Collecting and Labelling Data
Collecting More Data
In the post Bear Face Chips From Videos, we said our top priority is getting more data. Well, that is still the case! We are expecting 2 sizable sets of data, but we’re not quite sure when we will get them:
- Katmai National Park will be sending some photos from their bear monitoring program as well as some personal images from Ranger Dave and Ranger Anela. Many thanks to Ranger Anela and Ranger Leslie for their contributions and extra thanks to Ranger Dave for putting it all together in his “spare” time!
- The Brown Bear Research Network (BBRN) will send us a set of photos and videos of brown bears from British Colombia, Canada. Unfortunately, their first attempt to send us data was thwarted by the postal service (USPS or Canada Post, we’re not sure which).

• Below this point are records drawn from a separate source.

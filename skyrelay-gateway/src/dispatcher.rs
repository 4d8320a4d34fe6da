//! Background delivery of queued batches to the HTTP collector.
//!
//! The dispatcher is a single task cycling between two states:
//!
//! ```text
//!   WAIT ──(batch)──> SEND ──(delivered | exhausted | abandoned)──> WAIT
//!    └──(timeout)──┘
//! ```
//!
//! A batch is attempted up to `retry_count` times with a fixed pause
//! between failed attempts. Only HTTP 200 counts as delivered; any other
//! status and any transport failure are retried the same way.

use std::any::Any;
use std::panic::AssertUnwindSafe;
use std::time::Duration;

use futures_util::FutureExt;
use reqwest::StatusCode;
use reqwest::header::CONTENT_TYPE;
use thiserror::Error;
use tokio::sync::watch;
use tokio::task::JoinHandle;
use tracing::{debug, error, info, trace, warn};

use crate::config::GatewayConfig;
use crate::error::Result;
use crate::model::TelemetryBatch;
use crate::queue::SharedQueue;
use crate::stats::SharedStatistics;

/// Pause after an unexpected failure inside one loop iteration.
pub const ERROR_PAUSE: Duration = Duration::from_millis(100);

/// How many times a batch is tried and how long to wait in between.
#[derive(Debug, Clone, Copy, PartialEq, Eq)]
pub struct RetryPolicy {
    pub attempts: u32,
    pub delay: Duration,
}

impl Default for RetryPolicy {
    fn default() -> Self {
        Self {
            attempts: 3,
            delay: Duration::from_millis(100),
        }
    }
}

/// Why a single delivery attempt failed.
#[derive(Debug, Error)]
pub enum DeliveryError {
    /// Connection refused, timeout, DNS failure and the like.
    #[error("transport error: {0}")]
    Transport(#[from] reqwest::Error),

    /// The collector answered with something other than 200.
    #[error("collector returned HTTP {status}: {body}")]
    Rejected { status: u16, body: String },
}

/// Final result of delivering one batch.
#[derive(Debug, Clone, Copy, PartialEq, Eq)]
pub enum DeliveryOutcome {
    /// Accepted by the collector on attempt `attempts`.
    Delivered { attempts: u32 },
    /// Every attempt failed; the batch was discarded.
    Exhausted { attempts: u32 },
    /// Shutdown was requested between attempts; the batch was discarded.
    Abandoned { attempts: u32 },
}

impl DeliveryOutcome {
    pub fn attempts(&self) -> u32 {
        match self {
            DeliveryOutcome::Delivered { attempts }
            | DeliveryOutcome::Exhausted { attempts }
            | DeliveryOutcome::Abandoned { attempts } => *attempts,
        }
    }

    pub fn is_delivered(&self) -> bool {
        matches!(self, DeliveryOutcome::Delivered { .. })
    }
}

/// HTTP client bound to the collector's batch endpoint.
#[derive(Debug, Clone)]
pub struct HttpCollector {
    client: reqwest::Client,
    endpoint: String,
}

impl HttpCollector {
    /// Create a client whose requests time out after `timeout`.
    pub fn new(endpoint: impl Into<String>, timeout: Duration) -> Result<Self> {
        let client = reqwest::Client::builder().timeout(timeout).build()?;

        Ok(Self {
            client,
            endpoint: endpoint.into(),
        })
    }

    pub fn endpoint(&self) -> &str {
        &self.endpoint
    }

    /// POST one JSON body. Succeeds only on HTTP 200.
    pub async fn post(&self, body: &[u8]) -> std::result::Result<(), DeliveryError> {
        let response = self
            .client
            .post(&self.endpoint)
            .header(CONTENT_TYPE, "application/json")
            .body(body.to_vec())
            .send()
            .await?;

        let status = response.status();
        if status == StatusCode::OK {
            return Ok(());
        }

        let body = response.text().await.unwrap_or_default();
        Err(DeliveryError::Rejected {
            status: status.as_u16(),
            body,
        })
    }
}

/// The delivery worker.
pub struct Dispatcher {
    queue: SharedQueue,
    collector: HttpCollector,
    policy: RetryPolicy,
    poll_timeout: Duration,
    stats: SharedStatistics,
    shutdown: watch::Receiver<bool>,
}

impl Dispatcher {
    pub fn new(
        queue: SharedQueue,
        collector: HttpCollector,
        policy: RetryPolicy,
        poll_timeout: Duration,
        stats: SharedStatistics,
        shutdown: watch::Receiver<bool>,
    ) -> Self {
        Self {
            queue,
            collector,
            policy,
            poll_timeout,
            stats,
            shutdown,
        }
    }

    /// Build a dispatcher from the gateway configuration.
    pub fn from_config(
        config: &GatewayConfig,
        queue: SharedQueue,
        stats: SharedStatistics,
        shutdown: watch::Receiver<bool>,
    ) -> Result<Self> {
        let collector =
            HttpCollector::new(config.backend.endpoint(), config.backend.request_timeout())?;
        let policy = RetryPolicy {
            attempts: config.pipeline.retry_count,
            delay: config.pipeline.retry_delay(),
        };

        Ok(Self::new(
            queue,
            collector,
            policy,
            config.pipeline.batch_timeout(),
            stats,
            shutdown,
        ))
    }

    /// Deliver one batch according to the retry policy.
    ///
    /// Only an encoding failure is returned as an error; delivery failures
    /// are reported through the outcome and the statistics.
    pub async fn deliver(&self, batch: &TelemetryBatch) -> Result<DeliveryOutcome> {
        let body = serde_json::to_vec(batch)?;
        let attempts = self.policy.attempts.max(1);
        let mut shutdown = self.shutdown.clone();

        for attempt in 1..=attempts {
            match self.collector.post(&body).await {
                Ok(()) => {
                    self.stats.record_sent();
                    debug!(
                        attempt,
                        seq = batch.msg_seq_number,
                        units = batch.uavs.len(),
                        "Batch delivered"
                    );
                    return Ok(DeliveryOutcome::Delivered { attempts: attempt });
                }
                Err(DeliveryError::Rejected { status, body }) => {
                    warn!(attempt, status, body = %body, "Backend returned {}", status);
                }
                Err(e) => {
                    warn!(attempt, error = %e, "Send attempt {} failed", attempt);
                }
            }

            if attempt < attempts {
                tokio::select! {
                    _ = tokio::time::sleep(self.policy.delay) => {}
                    _ = stop_requested(&mut shutdown) => {}
                }

                if *shutdown.borrow() {
                    self.stats.record_send_error();
                    warn!(
                        attempt,
                        seq = batch.msg_seq_number,
                        "Shutdown requested, abandoning batch"
                    );
                    return Ok(DeliveryOutcome::Abandoned { attempts: attempt });
                }
            }
        }

        self.stats.record_send_error();
        error!(
            attempts,
            seq = batch.msg_seq_number,
            "Failed to send batch after {} attempts",
            attempts
        );
        Ok(DeliveryOutcome::Exhausted { attempts })
    }

    /// One WAIT/SEND cycle. `None` means the queue stayed empty.
    pub async fn run_once(&self) -> Result<Option<DeliveryOutcome>> {
        let Some(batch) = self.queue.pop_timeout(self.poll_timeout).await else {
            trace!("Queue idle");
            return Ok(None);
        };

        self.deliver(&batch).await.map(Some)
    }

    /// Run until the shutdown flag is set.
    ///
    /// A delivery in progress is allowed to finish its current attempt.
    pub async fn run(self) {
        info!(
            endpoint = %self.collector.endpoint(),
            attempts = self.policy.attempts,
            retry_delay_ms = self.policy.delay.as_millis() as u64,
            poll_timeout_ms = self.poll_timeout.as_millis() as u64,
            "Dispatcher started"
        );

        while !*self.shutdown.borrow() {
            isolate(self.run_once()).await;
        }

        info!(pending = self.queue.len(), "Dispatcher stopped");
    }

    /// Spawn the worker; the handle is joined by the shutdown sequence.
    pub fn spawn(self) -> JoinHandle<()> {
        tokio::spawn(self.run())
    }
}

/// Run one loop iteration, turning errors and panics into a log line and
/// a short pause. Returns `None` if the iteration did not complete.
pub(crate) async fn isolate<T, F>(iteration: F) -> Option<T>
where
    F: Future<Output = Result<T>>,
{
    match AssertUnwindSafe(iteration).catch_unwind().await {
        Ok(Ok(value)) => return Some(value),
        Ok(Err(e)) => error!(error = %e, "Sender loop error"),
        Err(panic) => error!(panic = %panic_message(&*panic), "Sender loop panicked"),
    }

    tokio::time::sleep(ERROR_PAUSE).await;
    None
}

fn panic_message(payload: &(dyn Any + Send)) -> &str {
    payload
        .downcast_ref::<&str>()
        .copied()
        .or_else(|| payload.downcast_ref::<String>().map(String::as_str))
        .unwrap_or("unknown panic")
}

/// Set the shutdown flag. Works whether or not any task still listens.
pub fn request_stop(shutdown: &watch::Sender<bool>) {
    shutdown.send_replace(true);
}

/// Resolves once the flag is set. Never resolves if the sender is gone
/// without having set it.
pub(crate) async fn stop_requested(shutdown: &mut watch::Receiver<bool>) {
    if shutdown.wait_for(|stop| *stop).await.is_err() {
        std::future::pending::<()>().await;
    }
}

#[cfg(test)]
mod tests {
    use super::*;

    #[test]
    fn test_default_policy() {
        let policy = RetryPolicy::default();
        assert_eq!(policy.attempts, 3);
        assert_eq!(policy.delay, Duration::from_millis(100));
    }

    #[test]
    fn test_outcome_accessors() {
        assert_eq!(DeliveryOutcome::Delivered { attempts: 2 }.attempts(), 2);
        assert!(DeliveryOutcome::Delivered { attempts: 1 }.is_delivered());
        assert!(!DeliveryOutcome::Exhausted { attempts: 3 }.is_delivered());
        assert!(!DeliveryOutcome::Abandoned { attempts: 1 }.is_delivered());
    }

    #[test]
    fn test_rejected_message_includes_body() {
        let err = DeliveryError::Rejected {
            status: 503,
            body: "maintenance".to_string(),
        };
        assert_eq!(err.to_string(), "collector returned HTTP 503: maintenance");
    }

    #[tokio::test]
    async fn test_isolate_passes_value_through() {
        let value = isolate(async { Ok::<_, crate::error::GatewayError>(7) }).await;
        assert_eq!(value, Some(7));
    }

    #[tokio::test(start_paused = true)]
    async fn test_isolate_survives_error() {
        let started = tokio::time::Instant::now();
        let value: Option<()> =
            isolate(async { Err(crate::error::GatewayError::validation("boom")) }).await;

        assert!(value.is_none());
        assert!(started.elapsed() >= ERROR_PAUSE);
    }

    async fn exploding_iteration() -> Result<()> {
        panic!("iteration blew up")
    }

    #[tokio::test(start_paused = true)]
    async fn test_isolate_survives_panic() {
        let started = tokio::time::Instant::now();
        let value = isolate(exploding_iteration()).await;

        assert!(value.is_none());
        assert!(started.elapsed() >= ERROR_PAUSE);
    }

    #[test]
    fn test_panic_message() {
        let static_msg: Box<dyn Any + Send> = Box::new("static");
        let owned_msg: Box<dyn Any + Send> = Box::new(String::from("owned"));
        let other: Box<dyn Any + Send> = Box::new(42u8);

        assert_eq!(panic_message(static_msg.as_ref()), "static");
        assert_eq!(panic_message(owned_msg.as_ref()), "owned");
        assert_eq!(panic_message(other.as_ref()), "unknown panic");
    }

    #[test]
    fn test_request_stop_without_listeners() {
        let (tx, rx) = watch::channel(false);
        drop(rx);

        request_stop(&tx);
        assert!(*tx.borrow());
        assert!(*tx.subscribe().borrow());
    }

    #[tokio::test]
    async fn test_stop_requested_resolves_when_set() {
        let (tx, mut rx) = watch::channel(false);
        tx.send(true).unwrap();

        tokio::time::timeout(Duration::from_secs(1), stop_requested(&mut rx))
            .await
            .expect("flag already set");
    }

    #[tokio::test]
    async fn test_stop_requested_pending_when_sender_dropped() {
        let (tx, mut rx) = watch::channel(false);
        drop(tx);

        let result =
            tokio::time::timeout(Duration::from_millis(50), stop_requested(&mut rx)).await;
        assert!(result.is_err());
    }
}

Focus on Embedding Network
As a reminder, our current approach for bear identification, as described in our blog FaceNet for Bears, is based on FaceNet. This deep learning method requires a lot of labeled data to train a set of neural networks. The steps are:
- Find the face
- Reorient each face
- Encode the face
- Match the face
Our main concern is stage 3, encoding the face. We need to train the encoding network from scratch. To do this, we need a lot of face chips (normalized and cropped to just the face) of a lot of different bears. We also need the bear in each photo or video to be uniquely identified (e. g. Brooks Falls bear # 480). If we get sufficient data, we can train a network that will work not only for the bears we trained it with, but also for new bears. If not, we may need to train a network to work on a specific set of bears. Unfortunately, we don’t know how much data we need for either of these cases. We’ll just have to keep collecting data and retraining the network to find out.
Manual Labelling
For finding bear faces, we have been using the Dog Hipsterizer example from the Dlib Toolkit, which happens to work fairly well for bears. The dog hipsterizer also finds some of the face landmarks (e. g. eyes and nose) which are needed for reorienting the face before we crop it to make a face chip. The landmarks created by the dog hipsterizer network can be off by quite a bit for our bears. To improve the face chips for use in training the encoding network, we are using imglab to manually adjust the face landmarks for each bear face we find. Later, we will use our manually adjusted face data as the ground truth to train our own bear face detector network to replace the dog hipsterizer.
We are using the manually corrected dataset to run various experiments using different hyperparameters for training the embedding network. We should start seeing some results of various experiments in the coming weeks.